• _Extracted entries_:

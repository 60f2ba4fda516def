//! Placeholder scanning and prompt rendering.
//!
//! Templates use `{{key}}` tokens (inner whitespace allowed). The same scanner
//! feeds the dependency analyzer and the renderer, so both agree on which
//! tokens a template contains.

use std::collections::HashMap;

use cadence_types::workflow::OUTPUT_SUFFIX;

// ---------------------------------------------------------------------------
// Error type
// ---------------------------------------------------------------------------

/// Rendering failures. Always terminal for the unit: they indicate a
/// definition bug, not a transient condition.
#[derive(Debug, Clone, PartialEq, Eq, thiserror::Error)]
pub enum RenderError {
    /// A token names a key that is not in the context.
    #[error("missing context key '{key}'")]
    MissingKey { key: String },

    /// Unclosed or empty placeholder.
    #[error("malformed template at byte {position}: {reason}")]
    Malformed { position: usize, reason: String },
}

// ---------------------------------------------------------------------------
// Scanner
// ---------------------------------------------------------------------------

/// One `{{key}}` occurrence in a template.
#[derive(Debug, Clone, Copy, PartialEq, Eq)]
pub struct Placeholder<'a> {
    /// Byte offset of the opening `{{`.
    pub start: usize,
    /// Byte offset just past the closing `}}`.
    pub end: usize,
    /// Trimmed token between the braces.
    pub key: &'a str,
}

impl<'a> Placeholder<'a> {
    /// The unit name this token refers to, stripping a trailing `.output`.
    pub fn unit_name(&self) -> &'a str {
        self.key.strip_suffix(OUTPUT_SUFFIX).unwrap_or(self.key)
    }
}

/// Scan a template for placeholders, in order of appearance.
pub fn extract_placeholders(template: &str) -> Result<Vec<Placeholder<'_>>, RenderError> {
    let mut placeholders = Vec::new();
    let mut cursor = 0;

    while let Some(offset) = template[cursor..].find("{{") {
        let start = cursor + offset;
        let inner_start = start + 2;
        let Some(close) = template[inner_start..].find("}}") else {
            return Err(RenderError::Malformed {
                position: start,
                reason: "unclosed '{{'".to_string(),
            });
        };
        let inner = &template[inner_start..inner_start + close];
        if inner.contains("{{") {
            return Err(RenderError::Malformed {
                position: start,
                reason: "nested '{{' inside placeholder".to_string(),
            });
        }
        let key = inner.trim();
        if key.is_empty() {
            return Err(RenderError::Malformed {
                position: start,
                reason: "empty placeholder".to_string(),
            });
        }
        let end = inner_start + close + 2;
        placeholders.push(Placeholder { start, end, key });
        cursor = end;
    }

    Ok(placeholders)
}

// ---------------------------------------------------------------------------
// Renderer
// ---------------------------------------------------------------------------

/// Pure template renderer consumed by the unit runner, once per attempt.
pub trait PromptRenderer: Send + Sync {
    fn render(
        &self,
        template: &str,
        context: &HashMap<String, String>,
    ) -> Result<String, RenderError>;
}

/// Default renderer: substitutes every token with its context value.
///
/// Missing keys are an error, never a silent blank.
#[derive(Debug, Clone, Copy, Default)]
pub struct TemplateRenderer;

impl PromptRenderer for TemplateRenderer {
    fn render(
        &self,
        template: &str,
        context: &HashMap<String, String>,
    ) -> Result<String, RenderError> {
        let placeholders = extract_placeholders(template)?;
        let mut rendered = String::with_capacity(template.len());
        let mut cursor = 0;

        for placeholder in placeholders {
            let value = context
                .get(placeholder.key)
                .ok_or_else(|| RenderError::MissingKey {
                    key: placeholder.key.to_string(),
                })?;
            rendered.push_str(&template[cursor..placeholder.start]);
            rendered.push_str(value);
            cursor = placeholder.end;
        }
        rendered.push_str(&template[cursor..]);

        Ok(rendered)
    }
}

// ---------------------------------------------------------------------------
// Tests
// ---------------------------------------------------------------------------

#[cfg(test)]
mod tests {
    use super::*;

    fn vars(pairs: &[(&str, &str)]) -> HashMap<String, String> {
        pairs
            .iter()
            .map(|(k, v)| (k.to_string(), v.to_string()))
            .collect()
    }

    #[test]
    fn test_extract_in_order_with_whitespace() {
        let found = extract_placeholders("A {{title}} B {{ outline.output }} C {{prev_output}}")
            .unwrap();
        let keys: Vec<&str> = found.iter().map(|p| p.key).collect();
        assert_eq!(keys, vec!["title", "outline.output", "prev_output"]);
        assert_eq!(found[1].unit_name(), "outline");
        assert_eq!(found[0].unit_name(), "title");
    }

    #[test]
    fn test_extract_no_placeholders() {
        assert!(extract_placeholders("plain text { not } a token").unwrap().is_empty());
    }

    #[test]
    fn test_extract_unclosed_is_malformed() {
        let err = extract_placeholders("Hello {{name").unwrap_err();
        assert_eq!(
            err,
            RenderError::Malformed {
                position: 6,
                reason: "unclosed '{{'".to_string()
            }
        );
    }

    #[test]
    fn test_extract_empty_and_nested_are_malformed() {
        assert!(matches!(
            extract_placeholders("x {{  }} y"),
            Err(RenderError::Malformed { .. })
        ));
        assert!(matches!(
            extract_placeholders("x {{ a {{ b }} y"),
            Err(RenderError::Malformed { .. })
        ));
    }

    #[test]
    fn test_render_substitutes_all_tokens() {
        let ctx = vars(&[("title", "X"), ("outline.output", "Y")]);
        let out = TemplateRenderer
            .render("Chapter for {{title}} following {{ outline.output }}.", &ctx)
            .unwrap();
        assert_eq!(out, "Chapter for X following Y.");
    }

    #[test]
    fn test_render_repeated_token() {
        let ctx = vars(&[("a", "1")]);
        assert_eq!(TemplateRenderer.render("{{a}}+{{a}}", &ctx).unwrap(), "1+1");
    }

    #[test]
    fn test_render_missing_key_is_error() {
        let ctx = vars(&[("title", "X")]);
        let err = TemplateRenderer
            .render("{{title}} and {{outline}}", &ctx)
            .unwrap_err();
        assert_eq!(
            err,
            RenderError::MissingKey {
                key: "outline".to_string()
            }
        );
        assert!(err.to_string().contains("outline"));
    }

    #[test]
    fn test_render_values_are_not_rescanned() {
        let ctx = vars(&[("a", "{{b}}")]);
        assert_eq!(TemplateRenderer.render("-{{a}}-", &ctx).unwrap(), "-{{b}}-");
    }

    #[test]
    fn test_render_multibyte_text() {
        let ctx = vars(&[("name", "Ünïcødé")]);
        assert_eq!(
            TemplateRenderer.render("→ {{name}} ←", &ctx).unwrap(),
            "→ Ünïcødé ←"
        );
    }
}
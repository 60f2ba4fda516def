//! Workflow domain types for Cadence.
//!
//! Defines the immutable unit definitions consumed by the engine, the
//! workflow wrapper that groups them, and the result records produced by a
//! run (`UnitResult`, `WorkflowResult`).

use std::collections::HashMap;
use std::fmt;
use std::sync::Arc;

use chrono::{DateTime, Utc};
use serde::{Deserialize, Serialize};

use crate::retry::RetryPolicy;

/// Reserved context key holding the output of the positional predecessor.
pub const PREV_OUTPUT_KEY: &str = "prev_output";

/// Suffix of the dotted `<name>.output` context key.
pub const OUTPUT_SUFFIX: &str = ".output";

// ---------------------------------------------------------------------------
// Agent spec
// ---------------------------------------------------------------------------

/// Describes the agent that executes a unit.
///
/// Agents are ephemeral: the engine builds one from this spec for each
/// execution and looks up `provider` in its provider registry.
#[derive(Debug, Clone, PartialEq, Eq, Serialize, Deserialize)]
pub struct AgentSpec {
    /// Display name of the agent (copied into results for observability).
    pub name: String,
    /// What the agent does.
    #[serde(default)]
    pub description: String,
    /// Name of the generation provider in the registry.
    pub provider: String,
    /// Optional system prompt sent alongside the rendered prompt.
    #[serde(default, skip_serializing_if = "Option::is_none")]
    pub system_prompt: Option<String>,
}

impl AgentSpec {
    pub fn new(name: impl Into<String>, provider: impl Into<String>) -> Self {
        Self {
            name: name.into(),
            description: String::new(),
            provider: provider.into(),
            system_prompt: None,
        }
    }

    pub fn with_description(mut self, description: impl Into<String>) -> Self {
        self.description = description.into();
        self
    }

    pub fn with_system_prompt(mut self, system_prompt: impl Into<String>) -> Self {
        self.system_prompt = Some(system_prompt.into());
        self
    }
}

// ---------------------------------------------------------------------------
// Result validation
// ---------------------------------------------------------------------------

/// Outcome of running a [`ResultValidator`] over a generated output.
#[derive(Debug, Clone, PartialEq, Eq)]
pub enum Validation {
    Valid,
    Invalid { reason: String },
}

impl Validation {
    pub fn invalid(reason: impl Into<String>) -> Self {
        Validation::Invalid {
            reason: reason.into(),
        }
    }

    pub fn is_valid(&self) -> bool {
        matches!(self, Validation::Valid)
    }
}

/// Pure predicate over a unit's raw output.
///
/// Cheap to clone (reference counted). Not serializable: a plan reloaded
/// from a durable store has no validators.
#[derive(Clone)]
pub struct ResultValidator(Arc<dyn Fn(&str) -> Validation + Send + Sync>);

impl ResultValidator {
    pub fn new<F>(f: F) -> Self
    where
        F: Fn(&str) -> Validation + Send + Sync + 'static,
    {
        Self(Arc::new(f))
    }

    pub fn validate(&self, output: &str) -> Validation {
        (self.0)(output)
    }
}

impl fmt::Debug for ResultValidator {
    fn fmt(&self, f: &mut fmt::Formatter<'_>) -> fmt::Result {
        f.write_str("ResultValidator(<fn>)")
    }
}

// ---------------------------------------------------------------------------
// Unit definition
// ---------------------------------------------------------------------------

/// Immutable description of one piece of orchestrated work.
///
/// A "stage" when declared statically, a "task" when emitted by a planner.
/// The engine only ever reads a definition.
#[derive(Debug, Clone, Serialize, Deserialize)]
pub struct UnitDefinition {
    /// Unique within a run.
    pub name: String,
    /// Prompt with `{{placeholder}}` tokens.
    pub prompt_template: String,
    pub agent: AgentSpec,
    /// Retries after the first attempt (total attempts = `max_retries + 1`).
    #[serde(default)]
    pub max_retries: u32,
    #[serde(skip)]
    pub validator: Option<ResultValidator>,
    /// Whether a failure of this unit fails the whole run.
    #[serde(default = "default_required")]
    pub required: bool,
    /// Per-unit timeout override in milliseconds.
    #[serde(default, skip_serializing_if = "Option::is_none")]
    pub timeout_ms: Option<u64>,
    /// Per-unit retry delay shape override.
    #[serde(default, skip_serializing_if = "Option::is_none")]
    pub retry: Option<RetryPolicy>,
    #[serde(default, skip_serializing_if = "HashMap::is_empty")]
    pub metadata: HashMap<String, serde_json::Value>,
}

fn default_required() -> bool {
    true
}

impl UnitDefinition {
    pub fn new(
        name: impl Into<String>,
        prompt_template: impl Into<String>,
        agent: AgentSpec,
    ) -> Self {
        Self {
            name: name.into(),
            prompt_template: prompt_template.into(),
            agent,
            max_retries: 0,
            validator: None,
            required: true,
            timeout_ms: None,
            retry: None,
            metadata: HashMap::new(),
        }
    }

    pub fn with_max_retries(mut self, max_retries: u32) -> Self {
        self.max_retries = max_retries;
        self
    }

    pub fn with_validator(mut self, validator: ResultValidator) -> Self {
        self.validator = Some(validator);
        self
    }

    pub fn optional(mut self) -> Self {
        self.required = false;
        self
    }

    pub fn with_timeout_ms(mut self, timeout_ms: u64) -> Self {
        self.timeout_ms = Some(timeout_ms);
        self
    }

    pub fn with_retry(mut self, retry: RetryPolicy) -> Self {
        self.retry = Some(retry);
        self
    }

    pub fn with_metadata(mut self, key: impl Into<String>, value: serde_json::Value) -> Self {
        self.metadata.insert(key.into(), value);
        self
    }

    /// Context key under which the dotted form of this unit's output lives.
    pub fn output_key(&self) -> String {
        format!("{}{}", self.name, OUTPUT_SUFFIX)
    }
}

// ---------------------------------------------------------------------------
// Workflow
// ---------------------------------------------------------------------------

/// How the engine schedules a workflow's units.
#[derive(Debug, Clone, Copy, PartialEq, Eq, Hash, Default, Serialize, Deserialize)]
#[serde(rename_all = "snake_case")]
pub enum ExecutionMode {
    /// Explicit stages, run one after another in definition order.
    Sequential,
    /// Planner-generated tasks, scheduled in dependency waves.
    #[default]
    Parallel,
}

/// A named, ordered set of units plus the mode used to run them.
#[derive(Debug, Clone, Serialize, Deserialize)]
pub struct Workflow {
    pub name: String,
    #[serde(default)]
    pub mode: ExecutionMode,
    pub units: Vec<UnitDefinition>,
    /// Values seeded into the execution context before the first unit.
    #[serde(default, skip_serializing_if = "HashMap::is_empty")]
    pub variables: HashMap<String, String>,
}

impl Workflow {
    pub fn sequential(name: impl Into<String>, units: Vec<UnitDefinition>) -> Self {
        Self {
            name: name.into(),
            mode: ExecutionMode::Sequential,
            units,
            variables: HashMap::new(),
        }
    }

    pub fn parallel(name: impl Into<String>, units: Vec<UnitDefinition>) -> Self {
        Self {
            name: name.into(),
            mode: ExecutionMode::Parallel,
            units,
            variables: HashMap::new(),
        }
    }

    pub fn with_variable(mut self, key: impl Into<String>, value: impl Into<String>) -> Self {
        self.variables.insert(key.into(), value.into());
        self
    }
}

// ---------------------------------------------------------------------------
// Run status
// ---------------------------------------------------------------------------

/// Lifecycle of a single `execute_workflow` call.
#[derive(Debug, Clone, Copy, PartialEq, Eq, Hash, Serialize, Deserialize)]
#[serde(rename_all = "snake_case")]
pub enum RunStatus {
    NotStarted,
    Running,
    Completed,
    Failed,
}

impl RunStatus {
    pub fn is_terminal(self) -> bool {
        matches!(self, RunStatus::Completed | RunStatus::Failed)
    }
}

// ---------------------------------------------------------------------------
// Unit result
// ---------------------------------------------------------------------------

/// Why a unit did not succeed.
#[derive(Debug, Clone, Copy, PartialEq, Eq, Hash, Serialize, Deserialize)]
#[serde(rename_all = "snake_case")]
pub enum FailureKind {
    /// Transient provider failure that survived every retry.
    RetryableProvider,
    /// Terminal provider failure (authentication, invalid input).
    NonRetryableProvider,
    /// Output rejected by the unit's validator on the last attempt.
    Validation,
    /// Missing context key or malformed template.
    Render,
    /// Unit or wave exceeded its time bound.
    Timeout,
    /// A transitive dependency failed; the unit never ran.
    PropagatedSkip,
    /// A required predecessor failed in a sequential run.
    Halted,
    /// The run was cancelled before the unit finished.
    Cancelled,
    /// The unit references something the engine cannot resolve (e.g. provider).
    Definition,
    /// The worker executing the unit terminated abnormally.
    Worker,
}

/// Failure detail attached to an unsuccessful [`UnitResult`].
#[derive(Debug, Clone, PartialEq, Eq, Serialize, Deserialize)]
pub struct UnitFailure {
    pub kind: FailureKind,
    pub message: String,
}

impl UnitFailure {
    pub fn new(kind: FailureKind, message: impl Into<String>) -> Self {
        Self {
            kind,
            message: message.into(),
        }
    }
}

/// Name/description of the executing agent, copied for observability.
#[derive(Debug, Clone, PartialEq, Eq, Serialize, Deserialize)]
pub struct AgentMetadata {
    pub name: String,
    pub description: String,
}

impl From<&AgentSpec> for AgentMetadata {
    fn from(spec: &AgentSpec) -> Self {
        Self {
            name: spec.name.clone(),
            description: spec.description.clone(),
        }
    }
}

/// Output record for one executed (or skipped) unit. Immutable once built.
#[derive(Debug, Clone, PartialEq, Serialize, Deserialize)]
pub struct UnitResult {
    pub name: String,
    /// Empty on failure.
    pub output: String,
    pub success: bool,
    /// Provider attempts started. 0 means the provider was never invoked:
    /// skipped, halted or cancelled-before-start units, and units whose
    /// provider could not be resolved.
    pub attempts: u32,
    pub started_at: DateTime<Utc>,
    pub ended_at: DateTime<Utc>,
    pub agent: AgentMetadata,
    #[serde(default, skip_serializing_if = "Option::is_none")]
    pub failure: Option<UnitFailure>,
}

impl UnitResult {
    pub fn succeeded(
        unit: &UnitDefinition,
        output: String,
        attempts: u32,
        started_at: DateTime<Utc>,
    ) -> Self {
        Self {
            name: unit.name.clone(),
            output,
            success: true,
            attempts,
            started_at,
            ended_at: Utc::now(),
            agent: AgentMetadata::from(&unit.agent),
            failure: None,
        }
    }

    pub fn failed(
        unit: &UnitDefinition,
        failure: UnitFailure,
        attempts: u32,
        started_at: DateTime<Utc>,
    ) -> Self {
        Self {
            name: unit.name.clone(),
            output: String::new(),
            success: false,
            attempts,
            started_at,
            ended_at: Utc::now(),
            agent: AgentMetadata::from(&unit.agent),
            failure: Some(failure),
        }
    }

    /// Result for a unit that never ran.
    pub fn not_run(unit: &UnitDefinition, failure: UnitFailure) -> Self {
        Self::failed(unit, failure, 0, Utc::now())
    }

    pub fn failure_kind(&self) -> Option<FailureKind> {
        self.failure.as_ref().map(|f| f.kind)
    }

    pub fn duration_ms(&self) -> u64 {
        (self.ended_at - self.started_at).num_milliseconds().max(0) as u64
    }
}

// ---------------------------------------------------------------------------
// Workflow result
// ---------------------------------------------------------------------------

/// Aggregate of every unit result for one run.
#[derive(Debug, Clone, Serialize, Deserialize)]
pub struct WorkflowResult {
    pub run_id: String,
    pub workflow_name: String,
    pub status: RunStatus,
    /// False if any required unit failed.
    pub overall_success: bool,
    pub results: HashMap<String, UnitResult>,
    /// Unit names in definition order.
    pub order: Vec<String>,
    /// Wave plan used (a single unit per wave for sequential runs).
    pub waves: Vec<Vec<String>>,
    pub started_at: DateTime<Utc>,
    pub completed_at: DateTime<Utc>,
    #[serde(default)]
    pub cancelled: bool,
}

impl WorkflowResult {
    pub fn get(&self, name: &str) -> Option<&UnitResult> {
        self.results.get(name)
    }

    pub fn output(&self, name: &str) -> Option<&str> {
        self.results
            .get(name)
            .filter(|r| r.success)
            .map(|r| r.output.as_str())
    }

    /// Results in definition order.
    pub fn ordered(&self) -> impl Iterator<Item = &UnitResult> {
        self.order.iter().filter_map(|n| self.results.get(n))
    }

    pub fn failed_units(&self) -> Vec<&str> {
        self.ordered()
            .filter(|r| !r.success)
            .map(|r| r.name.as_str())
            .collect()
    }

    pub fn duration_ms(&self) -> u64 {
        (self.completed_at - self.started_at)
            .num_milliseconds()
            .max(0) as u64
    }
}

// ---------------------------------------------------------------------------
// Tests
// ---------------------------------------------------------------------------
//! Retry policy configuration.
//!
//! A `RetryPolicy` describes how many times an operation may be attempted and
//! how long to wait between attempts. The retry executor in `cadence-core`
//! interprets it; this module only computes delays.

use std::time::Duration;

use serde::{Deserialize, Serialize};

/// How an operation is retried.
///
/// Internally tagged by `type`:
/// ```yaml
/// retry:
///   type: exponential_backoff
///   initial_delay_ms: 500
///   multiplier: 2.0
///   max_delay_ms: 30000
///   max_attempts: 4
///   jitter_factor: 0.15
/// ```
#[derive(Debug, Clone, PartialEq, Serialize, Deserialize)]
#[serde(tag = "type", rename_all = "snake_case")]
pub enum RetryPolicy {
    /// Single attempt.
    NoRetry,
    /// Constant delay between attempts.
    FixedDelay { delay_ms: u64, max_attempts: u32 },
    /// `min(max_delay, initial_delay * multiplier^attempt)`, randomized by
    /// `±jitter_factor`.
    ExponentialBackoff {
        initial_delay_ms: u64,
        #[serde(default = "default_multiplier")]
        multiplier: f64,
        max_delay_ms: u64,
        max_attempts: u32,
        #[serde(default)]
        jitter_factor: f64,
    },
}

fn default_multiplier() -> f64 {
    2.0
}

impl Default for RetryPolicy {
    fn default() -> Self {
        RetryPolicy::ExponentialBackoff {
            initial_delay_ms: 500,
            multiplier: 2.0,
            max_delay_ms: 30_000,
            max_attempts: 3,
            jitter_factor: 0.15,
        }
    }
}

impl RetryPolicy {
    pub fn fixed(delay: Duration, max_attempts: u32) -> Self {
        RetryPolicy::FixedDelay {
            delay_ms: delay.as_millis() as u64,
            max_attempts,
        }
    }

    /// Total attempts allowed, including the first. Never less than 1.
    pub fn max_attempts(&self) -> u32 {
        match self {
            RetryPolicy::NoRetry => 1,
            RetryPolicy::FixedDelay { max_attempts, .. }
            | RetryPolicy::ExponentialBackoff { max_attempts, .. } => (*max_attempts).max(1),
        }
    }

    /// Same delay shape with a different attempt budget.
    ///
    /// `NoRetry` widened past one attempt becomes a zero-delay `FixedDelay`.
    pub fn with_max_attempts(&self, attempts: u32) -> Self {
        let attempts = attempts.max(1);
        match self {
            RetryPolicy::NoRetry if attempts == 1 => RetryPolicy::NoRetry,
            RetryPolicy::NoRetry => RetryPolicy::FixedDelay {
                delay_ms: 0,
                max_attempts: attempts,
            },
            RetryPolicy::FixedDelay { delay_ms, .. } => RetryPolicy::FixedDelay {
                delay_ms: *delay_ms,
                max_attempts: attempts,
            },
            RetryPolicy::ExponentialBackoff {
                initial_delay_ms,
                multiplier,
                max_delay_ms,
                jitter_factor,
                ..
            } => RetryPolicy::ExponentialBackoff {
                initial_delay_ms: *initial_delay_ms,
                multiplier: *multiplier,
                max_delay_ms: *max_delay_ms,
                max_attempts: attempts,
                jitter_factor: *jitter_factor,
            },
        }
    }

    /// Delay to wait after the failed attempt number `attempt` (1-based).
    ///
    /// `jitter_sample` is a uniform value in `[0, 1)`; it is mapped onto
    /// `[1 - jitter_factor, 1 + jitter_factor)`.
    pub fn delay_after(&self, attempt: u32, jitter_sample: f64) -> Duration {
        match self {
            RetryPolicy::NoRetry => Duration::ZERO,
            RetryPolicy::FixedDelay { delay_ms, .. } => Duration::from_millis(*delay_ms),
            RetryPolicy::ExponentialBackoff {
                initial_delay_ms,
                multiplier,
                max_delay_ms,
                jitter_factor,
                ..
            } => {
                let exponent = attempt.saturating_sub(1) as i32;
                let base = (*initial_delay_ms as f64) * multiplier.powi(exponent);
                let capped = base.min(*max_delay_ms as f64);
                let jitter = jitter_factor.clamp(0.0, 1.0);
                let scale = 1.0 - jitter + 2.0 * jitter * jitter_sample.clamp(0.0, 1.0);
                Duration::from_micros(((capped * scale).max(0.0) * 1000.0).round() as u64)
            }
        }
    }
}
//! Provider registry for runtime provider lookup.
//!
//! A simple name-indexed registry of boxed generation providers. Units name
//! their provider through `AgentSpec::provider`.

use std::collections::HashMap;
use std::sync::Arc;

use super::box_provider::BoxGenerationProvider;
use super::provider::GenerationProvider;

/// Registry of available generation providers, indexed by name.
#[derive(Debug, Clone, Default)]
pub struct ProviderRegistry {
    providers: HashMap<String, Arc<BoxGenerationProvider>>,
}

impl ProviderRegistry {
    pub fn new() -> Self {
        Self::default()
    }

    /// Register a provider under the given name, replacing any existing one.
    pub fn register(&mut self, name: impl Into<String>, provider: BoxGenerationProvider) {
        self.providers.insert(name.into(), Arc::new(provider));
    }

    /// Builder form of [`register`](Self::register) for concrete providers.
    pub fn with_provider<T: GenerationProvider + 'static>(
        mut self,
        name: impl Into<String>,
        provider: T,
    ) -> Self {
        self.register(name, BoxGenerationProvider::new(provider));
        self
    }

    pub fn get(&self, name: &str) -> Option<Arc<BoxGenerationProvider>> {
        self.providers.get(name).cloned()
    }

    /// Registered provider names, sorted.
    pub fn list_names(&self) -> Vec<&str> {
        let mut names: Vec<&str> = self.providers.keys().map(String::as_str).collect();
        names.sort_unstable();
        names
    }
}
//! Durable checkpoint manager for resumable runs.
//!
//! Wraps a `BoxStateStore` with the higher-level operations the engine
//! needs: persist the plan when a run starts, persist every unit result as
//! its wave commits, and reload both when a run is resumed.

use std::collections::HashMap;

use cadence_types::workflow::{UnitDefinition, UnitResult};

use crate::repository::box_store::BoxStateStore;

// ---------------------------------------------------------------------------
// CheckpointManager
// ---------------------------------------------------------------------------

/// Manages durable checkpoints for workflow runs.
///
/// Save failures are reported by the `save_*` methods; the `checkpoint_*`
/// variants log and swallow them so a flaky store never fails the unit it
/// snapshots.
pub struct CheckpointManager {
    store: BoxStateStore,
}

impl CheckpointManager {
    pub fn new(store: BoxStateStore) -> Self {
        Self { store }
    }

    pub fn store(&self) -> &BoxStateStore {
        &self.store
    }

    // -----------------------------------------------------------------------
    // Saves
    // -----------------------------------------------------------------------

    pub async fn save_plan(
        &self,
        run_id: &str,
        units: &[UnitDefinition],
    ) -> Result<(), CheckpointError> {
        self.store
            .save_plan(run_id, units)
            .await
            .map_err(|e| CheckpointError::Repository(e.to_string()))?;
        tracing::debug!(run_id, units = units.len(), "checkpointed plan");
        Ok(())
    }

    pub async fn save_unit_result(
        &self,
        run_id: &str,
        result: &UnitResult,
    ) -> Result<(), CheckpointError> {
        self.store
            .save_unit_result(run_id, &result.name, result)
            .await
            .map_err(|e| CheckpointError::Repository(e.to_string()))?;
        tracing::debug!(
            run_id,
            unit = %result.name,
            success = result.success,
            "checkpointed unit result"
        );
        Ok(())
    }

    /// Save the plan, logging instead of failing.
    pub async fn checkpoint_plan(&self, run_id: &str, units: &[UnitDefinition]) {
        if let Err(e) = self.save_plan(run_id, units).await {
            tracing::warn!(run_id, error = %e, "failed to checkpoint plan; run will not be resumable");
        }
    }

    /// Save a unit result, logging instead of failing.
    pub async fn checkpoint_unit(&self, run_id: &str, result: &UnitResult) {
        if let Err(e) = self.save_unit_result(run_id, result).await {
            tracing::warn!(run_id, unit = %result.name, error = %e, "failed to checkpoint unit result");
        }
    }

    // -----------------------------------------------------------------------
    // Loads
    // -----------------------------------------------------------------------

    pub async fn load_plan(
        &self,
        run_id: &str,
    ) -> Result<Option<Vec<UnitDefinition>>, CheckpointError> {
        self.store
            .load_plan(run_id)
            .await
            .map_err(|e| CheckpointError::Repository(e.to_string()))
    }

    /// Saved results that can be reused on resume: successful ones only.
    pub async fn load_completed(
        &self,
        run_id: &str,
    ) -> Result<HashMap<String, UnitResult>, CheckpointError> {
        let mut results = self
            .store
            .load_unit_results(run_id)
            .await
            .map_err(|e| CheckpointError::Repository(e.to_string()))?;
        let saved = results.len();
        results.retain(|_, r| r.success);
        tracing::debug!(
            run_id,
            saved,
            reusable = results.len(),
            "loaded checkpointed unit results"
        );
        Ok(results)
    }
}

impl std::fmt::Debug for CheckpointManager {
    fn fmt(&self, f: &mut std::fmt::Formatter<'_>) -> std::fmt::Result {
        f.debug_struct("CheckpointManager").finish_non_exhaustive()
    }
}

// ---------------------------------------------------------------------------
// Error type
// ---------------------------------------------------------------------------

/// Errors from checkpoint operations.
#[derive(Debug, thiserror::Error)]
pub enum CheckpointError {
    /// Underlying store operation failed.
    #[error("checkpoint store error: {0}")]
    Repository(String),

    /// No plan was saved for a run that was asked to resume from one.
    #[error("no saved plan for run: {0}")]
    PlanNotFound(String),
}

// ---------------------------------------------------------------------------
// Tests
// ---------------------------------------------------------------------------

• _Action item_: Among the lines of the data, which ones contain the word "allowed"? Show them.

• _Answer_:
//! Templates use `{{key}}` tokens (inner whitespace allowed). The same scanner
    /// Total attempts allowed, including the first. Never less than 1.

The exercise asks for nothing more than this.